++++ Data listing ++++

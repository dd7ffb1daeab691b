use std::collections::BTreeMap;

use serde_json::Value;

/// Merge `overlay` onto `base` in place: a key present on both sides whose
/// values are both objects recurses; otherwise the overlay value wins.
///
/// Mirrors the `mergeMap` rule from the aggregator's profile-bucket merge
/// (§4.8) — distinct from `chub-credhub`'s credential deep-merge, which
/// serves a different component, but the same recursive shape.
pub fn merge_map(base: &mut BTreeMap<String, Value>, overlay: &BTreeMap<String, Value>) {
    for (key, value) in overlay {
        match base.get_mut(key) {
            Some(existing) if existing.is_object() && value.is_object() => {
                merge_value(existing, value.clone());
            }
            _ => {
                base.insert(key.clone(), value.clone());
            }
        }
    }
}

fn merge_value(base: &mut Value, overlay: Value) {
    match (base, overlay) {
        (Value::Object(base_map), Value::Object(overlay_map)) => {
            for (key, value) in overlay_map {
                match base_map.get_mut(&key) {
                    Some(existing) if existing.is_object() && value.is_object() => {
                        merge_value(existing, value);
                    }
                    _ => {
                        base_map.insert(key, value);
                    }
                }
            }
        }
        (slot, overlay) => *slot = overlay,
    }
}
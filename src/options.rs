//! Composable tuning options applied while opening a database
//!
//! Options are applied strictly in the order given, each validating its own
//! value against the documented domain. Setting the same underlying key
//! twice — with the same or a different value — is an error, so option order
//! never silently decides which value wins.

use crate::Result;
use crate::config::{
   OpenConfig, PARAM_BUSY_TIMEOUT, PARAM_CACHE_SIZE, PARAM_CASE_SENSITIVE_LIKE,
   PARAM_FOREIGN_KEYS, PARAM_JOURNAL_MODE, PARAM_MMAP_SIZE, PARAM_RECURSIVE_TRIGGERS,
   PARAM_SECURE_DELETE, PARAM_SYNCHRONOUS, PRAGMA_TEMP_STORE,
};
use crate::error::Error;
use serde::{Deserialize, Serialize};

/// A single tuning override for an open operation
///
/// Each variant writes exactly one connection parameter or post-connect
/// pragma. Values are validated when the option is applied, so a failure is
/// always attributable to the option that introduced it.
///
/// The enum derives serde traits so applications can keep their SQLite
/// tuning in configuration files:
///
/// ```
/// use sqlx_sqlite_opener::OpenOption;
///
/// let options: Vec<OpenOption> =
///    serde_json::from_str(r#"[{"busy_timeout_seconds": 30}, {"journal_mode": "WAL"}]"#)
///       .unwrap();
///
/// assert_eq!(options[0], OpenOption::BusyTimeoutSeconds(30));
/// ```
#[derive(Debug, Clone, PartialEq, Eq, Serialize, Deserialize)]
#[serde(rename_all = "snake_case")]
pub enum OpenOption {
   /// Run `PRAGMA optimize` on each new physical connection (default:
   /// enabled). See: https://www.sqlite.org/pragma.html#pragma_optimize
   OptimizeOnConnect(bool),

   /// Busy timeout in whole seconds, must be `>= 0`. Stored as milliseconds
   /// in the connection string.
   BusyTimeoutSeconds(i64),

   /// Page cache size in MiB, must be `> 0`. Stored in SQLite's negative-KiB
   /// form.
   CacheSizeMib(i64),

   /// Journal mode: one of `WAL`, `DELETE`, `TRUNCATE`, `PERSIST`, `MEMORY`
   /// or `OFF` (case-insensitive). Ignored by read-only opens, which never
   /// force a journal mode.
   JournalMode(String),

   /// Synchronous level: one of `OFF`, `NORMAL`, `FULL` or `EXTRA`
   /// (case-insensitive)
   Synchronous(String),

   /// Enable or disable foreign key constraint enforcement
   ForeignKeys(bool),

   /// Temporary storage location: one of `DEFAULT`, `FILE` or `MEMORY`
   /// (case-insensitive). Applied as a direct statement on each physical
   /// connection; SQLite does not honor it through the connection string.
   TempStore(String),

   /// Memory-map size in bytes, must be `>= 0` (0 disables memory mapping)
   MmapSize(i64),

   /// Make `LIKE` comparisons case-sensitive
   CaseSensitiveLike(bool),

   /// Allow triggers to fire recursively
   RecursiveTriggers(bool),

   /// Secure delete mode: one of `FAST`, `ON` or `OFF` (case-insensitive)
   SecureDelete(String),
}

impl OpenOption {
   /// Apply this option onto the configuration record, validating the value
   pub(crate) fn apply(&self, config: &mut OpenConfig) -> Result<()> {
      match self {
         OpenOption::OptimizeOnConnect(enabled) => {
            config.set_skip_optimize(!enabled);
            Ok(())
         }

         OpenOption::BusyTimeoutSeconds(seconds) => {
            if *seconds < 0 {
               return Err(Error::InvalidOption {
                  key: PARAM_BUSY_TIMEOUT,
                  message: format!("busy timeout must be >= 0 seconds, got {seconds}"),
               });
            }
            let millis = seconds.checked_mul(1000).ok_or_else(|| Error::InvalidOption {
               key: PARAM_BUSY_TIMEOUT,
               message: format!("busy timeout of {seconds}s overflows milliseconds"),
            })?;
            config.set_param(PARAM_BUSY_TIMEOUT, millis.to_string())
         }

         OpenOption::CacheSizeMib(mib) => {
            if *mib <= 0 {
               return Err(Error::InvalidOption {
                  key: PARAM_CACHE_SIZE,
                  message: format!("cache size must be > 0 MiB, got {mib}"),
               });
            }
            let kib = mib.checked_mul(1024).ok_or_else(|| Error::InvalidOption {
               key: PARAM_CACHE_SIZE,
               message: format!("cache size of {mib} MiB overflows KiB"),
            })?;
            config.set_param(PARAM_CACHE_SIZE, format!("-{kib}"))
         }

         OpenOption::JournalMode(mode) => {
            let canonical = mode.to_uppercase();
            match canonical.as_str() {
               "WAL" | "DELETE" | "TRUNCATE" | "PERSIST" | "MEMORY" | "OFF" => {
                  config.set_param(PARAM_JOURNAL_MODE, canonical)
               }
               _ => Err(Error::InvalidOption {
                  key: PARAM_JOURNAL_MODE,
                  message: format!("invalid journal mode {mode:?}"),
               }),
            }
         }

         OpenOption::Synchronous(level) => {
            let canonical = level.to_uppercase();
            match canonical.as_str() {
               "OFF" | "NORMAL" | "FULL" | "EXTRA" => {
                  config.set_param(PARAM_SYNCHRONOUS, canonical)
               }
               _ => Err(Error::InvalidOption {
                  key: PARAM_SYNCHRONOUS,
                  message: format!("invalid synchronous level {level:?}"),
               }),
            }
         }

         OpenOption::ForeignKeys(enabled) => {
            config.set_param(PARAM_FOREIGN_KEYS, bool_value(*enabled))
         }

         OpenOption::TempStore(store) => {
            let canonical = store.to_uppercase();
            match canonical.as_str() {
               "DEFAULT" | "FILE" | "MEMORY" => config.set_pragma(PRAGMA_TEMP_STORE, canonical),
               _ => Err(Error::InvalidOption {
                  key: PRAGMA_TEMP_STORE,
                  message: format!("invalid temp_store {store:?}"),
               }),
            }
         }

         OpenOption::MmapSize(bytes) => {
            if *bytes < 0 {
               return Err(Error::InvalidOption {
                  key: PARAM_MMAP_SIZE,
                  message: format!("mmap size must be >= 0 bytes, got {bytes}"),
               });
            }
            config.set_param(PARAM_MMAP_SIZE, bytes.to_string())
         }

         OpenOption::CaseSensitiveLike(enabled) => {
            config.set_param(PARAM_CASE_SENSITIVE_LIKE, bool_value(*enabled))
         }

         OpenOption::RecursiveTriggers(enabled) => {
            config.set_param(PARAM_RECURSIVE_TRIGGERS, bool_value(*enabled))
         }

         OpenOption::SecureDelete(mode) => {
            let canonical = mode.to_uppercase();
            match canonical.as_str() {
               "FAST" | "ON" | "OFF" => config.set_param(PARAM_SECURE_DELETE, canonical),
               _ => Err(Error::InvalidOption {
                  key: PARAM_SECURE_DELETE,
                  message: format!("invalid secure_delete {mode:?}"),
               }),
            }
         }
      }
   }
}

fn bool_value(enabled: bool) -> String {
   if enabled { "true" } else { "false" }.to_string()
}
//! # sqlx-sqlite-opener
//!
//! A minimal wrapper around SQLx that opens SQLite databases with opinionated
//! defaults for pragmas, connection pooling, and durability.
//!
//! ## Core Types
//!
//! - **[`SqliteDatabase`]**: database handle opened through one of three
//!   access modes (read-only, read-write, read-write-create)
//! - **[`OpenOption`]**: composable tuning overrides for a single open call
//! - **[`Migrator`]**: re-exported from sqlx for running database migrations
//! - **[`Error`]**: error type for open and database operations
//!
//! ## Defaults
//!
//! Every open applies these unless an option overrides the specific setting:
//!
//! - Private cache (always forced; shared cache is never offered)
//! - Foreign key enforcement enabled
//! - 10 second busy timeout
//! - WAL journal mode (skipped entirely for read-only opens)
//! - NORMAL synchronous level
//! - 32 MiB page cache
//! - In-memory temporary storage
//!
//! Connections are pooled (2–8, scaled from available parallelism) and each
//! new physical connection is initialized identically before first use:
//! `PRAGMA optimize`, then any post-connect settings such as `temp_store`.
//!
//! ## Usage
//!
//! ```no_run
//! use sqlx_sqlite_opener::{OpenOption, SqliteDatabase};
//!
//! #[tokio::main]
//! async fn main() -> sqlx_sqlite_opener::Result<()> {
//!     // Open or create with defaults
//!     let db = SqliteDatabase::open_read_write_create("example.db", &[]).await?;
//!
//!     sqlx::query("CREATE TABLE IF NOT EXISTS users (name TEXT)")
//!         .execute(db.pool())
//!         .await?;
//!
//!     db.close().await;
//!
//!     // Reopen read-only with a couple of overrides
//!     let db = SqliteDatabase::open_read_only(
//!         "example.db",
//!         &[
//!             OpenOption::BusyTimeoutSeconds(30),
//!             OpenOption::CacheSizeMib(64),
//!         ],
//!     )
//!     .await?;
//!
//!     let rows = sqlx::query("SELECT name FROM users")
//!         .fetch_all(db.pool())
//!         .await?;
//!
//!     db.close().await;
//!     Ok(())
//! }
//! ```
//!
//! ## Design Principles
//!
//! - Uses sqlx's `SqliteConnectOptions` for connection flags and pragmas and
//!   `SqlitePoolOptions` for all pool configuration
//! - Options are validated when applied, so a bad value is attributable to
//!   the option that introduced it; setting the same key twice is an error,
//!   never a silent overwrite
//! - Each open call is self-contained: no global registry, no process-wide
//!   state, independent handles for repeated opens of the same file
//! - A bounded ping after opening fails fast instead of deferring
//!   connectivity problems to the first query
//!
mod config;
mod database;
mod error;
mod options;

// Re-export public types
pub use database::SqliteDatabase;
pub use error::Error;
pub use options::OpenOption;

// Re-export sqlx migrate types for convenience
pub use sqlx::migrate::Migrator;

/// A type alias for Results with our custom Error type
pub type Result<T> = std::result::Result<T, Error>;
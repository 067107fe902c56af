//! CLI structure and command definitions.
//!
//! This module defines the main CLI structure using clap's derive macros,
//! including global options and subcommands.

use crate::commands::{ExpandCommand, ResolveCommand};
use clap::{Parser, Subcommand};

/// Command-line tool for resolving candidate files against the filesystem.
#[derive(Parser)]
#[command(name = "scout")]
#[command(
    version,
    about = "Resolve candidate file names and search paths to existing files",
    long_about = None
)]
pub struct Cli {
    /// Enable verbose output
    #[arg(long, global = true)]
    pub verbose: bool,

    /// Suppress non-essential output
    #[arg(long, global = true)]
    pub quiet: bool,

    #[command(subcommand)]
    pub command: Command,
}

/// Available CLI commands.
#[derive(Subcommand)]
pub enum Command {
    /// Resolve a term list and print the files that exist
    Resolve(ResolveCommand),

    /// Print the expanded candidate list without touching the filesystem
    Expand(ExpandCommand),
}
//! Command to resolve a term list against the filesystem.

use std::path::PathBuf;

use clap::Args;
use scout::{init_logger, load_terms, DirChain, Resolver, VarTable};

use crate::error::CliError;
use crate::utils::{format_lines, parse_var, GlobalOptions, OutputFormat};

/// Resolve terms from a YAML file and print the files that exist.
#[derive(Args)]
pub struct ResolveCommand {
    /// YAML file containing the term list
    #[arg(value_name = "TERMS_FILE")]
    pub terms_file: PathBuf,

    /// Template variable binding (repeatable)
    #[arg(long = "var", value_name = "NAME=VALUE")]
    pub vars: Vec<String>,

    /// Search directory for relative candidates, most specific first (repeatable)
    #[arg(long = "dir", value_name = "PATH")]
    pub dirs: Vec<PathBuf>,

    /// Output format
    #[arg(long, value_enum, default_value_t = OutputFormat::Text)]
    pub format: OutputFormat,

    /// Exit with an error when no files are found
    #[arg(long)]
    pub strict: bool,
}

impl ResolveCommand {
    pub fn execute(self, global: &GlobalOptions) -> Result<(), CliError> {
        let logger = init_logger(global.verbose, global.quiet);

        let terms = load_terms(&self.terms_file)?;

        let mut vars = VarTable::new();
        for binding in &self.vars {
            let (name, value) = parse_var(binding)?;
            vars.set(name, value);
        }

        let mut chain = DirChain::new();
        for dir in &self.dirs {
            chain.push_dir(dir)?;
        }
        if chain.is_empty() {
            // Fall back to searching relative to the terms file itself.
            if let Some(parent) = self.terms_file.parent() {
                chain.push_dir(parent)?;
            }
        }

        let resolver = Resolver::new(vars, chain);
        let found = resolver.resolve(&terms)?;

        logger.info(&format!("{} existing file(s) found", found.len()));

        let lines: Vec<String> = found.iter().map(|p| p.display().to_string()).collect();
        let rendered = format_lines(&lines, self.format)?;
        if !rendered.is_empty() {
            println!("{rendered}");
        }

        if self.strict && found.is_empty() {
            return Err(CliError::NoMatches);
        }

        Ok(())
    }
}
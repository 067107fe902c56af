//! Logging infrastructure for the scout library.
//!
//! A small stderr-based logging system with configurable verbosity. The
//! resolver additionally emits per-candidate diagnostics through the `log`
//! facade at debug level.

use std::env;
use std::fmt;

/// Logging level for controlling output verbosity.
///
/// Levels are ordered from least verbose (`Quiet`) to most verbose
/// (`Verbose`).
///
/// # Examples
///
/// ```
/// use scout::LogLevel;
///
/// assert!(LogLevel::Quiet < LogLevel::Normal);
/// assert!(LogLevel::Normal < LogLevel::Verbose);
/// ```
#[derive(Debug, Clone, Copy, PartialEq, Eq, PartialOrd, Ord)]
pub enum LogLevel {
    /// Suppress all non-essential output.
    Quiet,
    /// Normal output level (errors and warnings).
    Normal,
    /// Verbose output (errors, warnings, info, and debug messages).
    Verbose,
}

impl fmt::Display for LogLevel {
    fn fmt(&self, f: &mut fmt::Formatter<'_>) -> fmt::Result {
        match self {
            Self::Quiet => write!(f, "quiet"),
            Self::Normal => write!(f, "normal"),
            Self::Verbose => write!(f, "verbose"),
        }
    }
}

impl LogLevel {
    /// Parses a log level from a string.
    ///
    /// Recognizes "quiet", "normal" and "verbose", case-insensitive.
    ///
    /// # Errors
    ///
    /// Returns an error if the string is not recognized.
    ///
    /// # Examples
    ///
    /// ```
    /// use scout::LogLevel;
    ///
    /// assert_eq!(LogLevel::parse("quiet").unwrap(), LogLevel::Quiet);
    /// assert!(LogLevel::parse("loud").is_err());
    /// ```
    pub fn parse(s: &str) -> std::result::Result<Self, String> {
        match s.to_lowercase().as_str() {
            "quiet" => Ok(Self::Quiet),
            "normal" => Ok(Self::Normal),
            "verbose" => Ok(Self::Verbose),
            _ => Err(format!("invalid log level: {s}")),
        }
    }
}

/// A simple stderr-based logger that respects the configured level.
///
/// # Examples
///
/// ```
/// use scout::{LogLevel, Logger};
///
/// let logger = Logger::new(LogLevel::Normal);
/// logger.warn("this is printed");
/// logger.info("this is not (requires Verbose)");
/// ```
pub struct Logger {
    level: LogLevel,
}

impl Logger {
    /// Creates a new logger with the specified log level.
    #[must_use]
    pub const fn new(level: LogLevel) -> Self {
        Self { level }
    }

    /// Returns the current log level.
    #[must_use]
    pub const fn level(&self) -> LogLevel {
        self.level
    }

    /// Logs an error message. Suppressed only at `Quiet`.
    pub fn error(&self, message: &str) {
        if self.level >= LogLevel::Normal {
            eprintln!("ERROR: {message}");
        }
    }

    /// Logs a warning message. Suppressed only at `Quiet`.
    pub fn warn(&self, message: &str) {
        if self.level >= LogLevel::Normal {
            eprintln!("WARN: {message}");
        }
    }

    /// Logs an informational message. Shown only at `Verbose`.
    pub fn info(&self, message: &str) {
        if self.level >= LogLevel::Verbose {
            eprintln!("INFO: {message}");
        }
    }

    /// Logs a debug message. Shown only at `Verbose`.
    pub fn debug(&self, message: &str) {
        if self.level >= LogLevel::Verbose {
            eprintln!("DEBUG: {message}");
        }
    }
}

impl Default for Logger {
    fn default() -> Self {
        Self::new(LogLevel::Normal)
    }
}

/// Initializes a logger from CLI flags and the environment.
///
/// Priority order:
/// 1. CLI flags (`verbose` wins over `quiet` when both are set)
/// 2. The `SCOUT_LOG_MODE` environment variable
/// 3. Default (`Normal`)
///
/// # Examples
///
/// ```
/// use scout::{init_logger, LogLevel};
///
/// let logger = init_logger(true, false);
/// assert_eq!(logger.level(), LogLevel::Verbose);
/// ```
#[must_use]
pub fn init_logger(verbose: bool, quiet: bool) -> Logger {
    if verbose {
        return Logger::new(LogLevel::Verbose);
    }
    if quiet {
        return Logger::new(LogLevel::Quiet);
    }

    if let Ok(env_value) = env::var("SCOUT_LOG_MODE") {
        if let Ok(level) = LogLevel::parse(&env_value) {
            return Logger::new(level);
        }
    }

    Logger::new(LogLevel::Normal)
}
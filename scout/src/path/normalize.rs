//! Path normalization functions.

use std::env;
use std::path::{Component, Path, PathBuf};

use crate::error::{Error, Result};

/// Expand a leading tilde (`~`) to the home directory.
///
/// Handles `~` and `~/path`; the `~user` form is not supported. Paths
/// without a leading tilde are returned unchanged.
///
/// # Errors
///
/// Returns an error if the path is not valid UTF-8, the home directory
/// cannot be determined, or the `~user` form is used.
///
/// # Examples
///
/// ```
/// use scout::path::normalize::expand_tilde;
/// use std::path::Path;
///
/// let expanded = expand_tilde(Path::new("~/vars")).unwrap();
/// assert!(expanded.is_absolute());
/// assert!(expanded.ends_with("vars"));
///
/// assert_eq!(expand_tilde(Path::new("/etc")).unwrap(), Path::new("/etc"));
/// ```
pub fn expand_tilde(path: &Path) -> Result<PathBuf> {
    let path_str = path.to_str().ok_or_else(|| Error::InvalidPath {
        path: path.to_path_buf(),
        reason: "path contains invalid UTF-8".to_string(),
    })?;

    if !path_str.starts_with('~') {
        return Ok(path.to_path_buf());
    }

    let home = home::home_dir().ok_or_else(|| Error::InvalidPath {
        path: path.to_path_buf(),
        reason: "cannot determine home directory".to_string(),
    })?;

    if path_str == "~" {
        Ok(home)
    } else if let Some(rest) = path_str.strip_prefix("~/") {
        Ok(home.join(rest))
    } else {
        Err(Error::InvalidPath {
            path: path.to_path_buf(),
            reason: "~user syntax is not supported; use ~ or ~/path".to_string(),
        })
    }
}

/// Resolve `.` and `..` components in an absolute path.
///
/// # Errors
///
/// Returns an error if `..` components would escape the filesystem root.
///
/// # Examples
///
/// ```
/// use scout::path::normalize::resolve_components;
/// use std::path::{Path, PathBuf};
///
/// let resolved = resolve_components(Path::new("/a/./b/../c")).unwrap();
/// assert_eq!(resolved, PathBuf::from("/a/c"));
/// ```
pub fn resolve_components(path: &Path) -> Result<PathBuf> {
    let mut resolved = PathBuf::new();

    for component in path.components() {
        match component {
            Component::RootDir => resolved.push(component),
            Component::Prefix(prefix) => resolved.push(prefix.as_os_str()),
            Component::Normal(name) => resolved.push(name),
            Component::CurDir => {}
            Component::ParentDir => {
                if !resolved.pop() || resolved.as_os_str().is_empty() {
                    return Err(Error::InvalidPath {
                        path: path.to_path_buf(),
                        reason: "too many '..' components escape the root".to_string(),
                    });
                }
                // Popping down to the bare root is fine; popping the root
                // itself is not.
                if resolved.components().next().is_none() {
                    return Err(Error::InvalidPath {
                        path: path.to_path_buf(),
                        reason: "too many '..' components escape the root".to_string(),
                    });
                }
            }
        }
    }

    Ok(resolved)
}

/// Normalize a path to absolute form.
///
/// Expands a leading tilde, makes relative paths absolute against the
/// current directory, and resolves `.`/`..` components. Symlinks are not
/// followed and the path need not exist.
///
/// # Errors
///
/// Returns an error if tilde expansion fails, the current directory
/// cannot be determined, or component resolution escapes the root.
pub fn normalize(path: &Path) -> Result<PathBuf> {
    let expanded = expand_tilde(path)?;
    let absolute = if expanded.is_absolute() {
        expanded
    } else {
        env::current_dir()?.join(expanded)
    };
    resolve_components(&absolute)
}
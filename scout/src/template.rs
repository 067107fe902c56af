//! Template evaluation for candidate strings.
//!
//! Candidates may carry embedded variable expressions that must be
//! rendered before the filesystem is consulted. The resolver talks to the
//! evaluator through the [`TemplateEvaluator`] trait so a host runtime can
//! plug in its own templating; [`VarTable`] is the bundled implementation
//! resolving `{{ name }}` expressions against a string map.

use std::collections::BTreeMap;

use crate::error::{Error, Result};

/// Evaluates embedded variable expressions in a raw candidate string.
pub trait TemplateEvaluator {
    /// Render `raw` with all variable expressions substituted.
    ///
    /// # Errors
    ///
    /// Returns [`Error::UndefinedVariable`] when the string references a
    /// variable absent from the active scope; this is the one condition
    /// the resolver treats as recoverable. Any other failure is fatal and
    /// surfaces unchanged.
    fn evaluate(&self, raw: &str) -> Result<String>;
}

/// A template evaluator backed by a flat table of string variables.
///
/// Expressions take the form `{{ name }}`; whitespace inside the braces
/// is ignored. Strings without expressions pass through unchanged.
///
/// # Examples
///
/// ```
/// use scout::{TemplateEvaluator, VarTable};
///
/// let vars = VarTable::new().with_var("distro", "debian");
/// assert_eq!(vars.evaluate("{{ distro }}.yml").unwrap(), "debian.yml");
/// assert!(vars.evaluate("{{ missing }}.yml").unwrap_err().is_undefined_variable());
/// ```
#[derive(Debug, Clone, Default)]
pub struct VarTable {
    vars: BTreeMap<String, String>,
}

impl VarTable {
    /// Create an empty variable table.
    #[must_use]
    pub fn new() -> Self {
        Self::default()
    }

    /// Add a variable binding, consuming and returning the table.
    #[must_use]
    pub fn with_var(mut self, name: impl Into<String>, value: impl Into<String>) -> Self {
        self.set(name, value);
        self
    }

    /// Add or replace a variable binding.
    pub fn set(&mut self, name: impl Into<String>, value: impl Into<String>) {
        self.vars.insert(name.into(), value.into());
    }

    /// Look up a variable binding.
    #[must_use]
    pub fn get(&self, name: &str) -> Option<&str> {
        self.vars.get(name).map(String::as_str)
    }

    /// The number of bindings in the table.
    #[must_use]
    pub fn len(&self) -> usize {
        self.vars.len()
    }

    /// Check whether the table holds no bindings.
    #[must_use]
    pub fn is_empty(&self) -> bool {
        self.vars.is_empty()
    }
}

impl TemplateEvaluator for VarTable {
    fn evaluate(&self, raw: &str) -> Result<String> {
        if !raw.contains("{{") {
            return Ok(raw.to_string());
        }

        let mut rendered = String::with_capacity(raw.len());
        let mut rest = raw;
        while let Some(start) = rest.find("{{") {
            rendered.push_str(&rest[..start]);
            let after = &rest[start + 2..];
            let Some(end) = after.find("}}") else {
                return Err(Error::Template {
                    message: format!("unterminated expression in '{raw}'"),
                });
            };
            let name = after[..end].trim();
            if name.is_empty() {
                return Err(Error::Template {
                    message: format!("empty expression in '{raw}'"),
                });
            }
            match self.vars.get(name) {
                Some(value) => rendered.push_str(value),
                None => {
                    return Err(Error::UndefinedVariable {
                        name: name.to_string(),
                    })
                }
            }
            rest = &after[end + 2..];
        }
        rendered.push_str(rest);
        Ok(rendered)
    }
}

++++

Directions for this task. Using the listing above, locate the lines that hold "execute" and copy each one.

Solution to this problem.
//!         .execute(db.pool())
    pub fn execute(self, global: &GlobalOptions) -> Result<(), CliError> {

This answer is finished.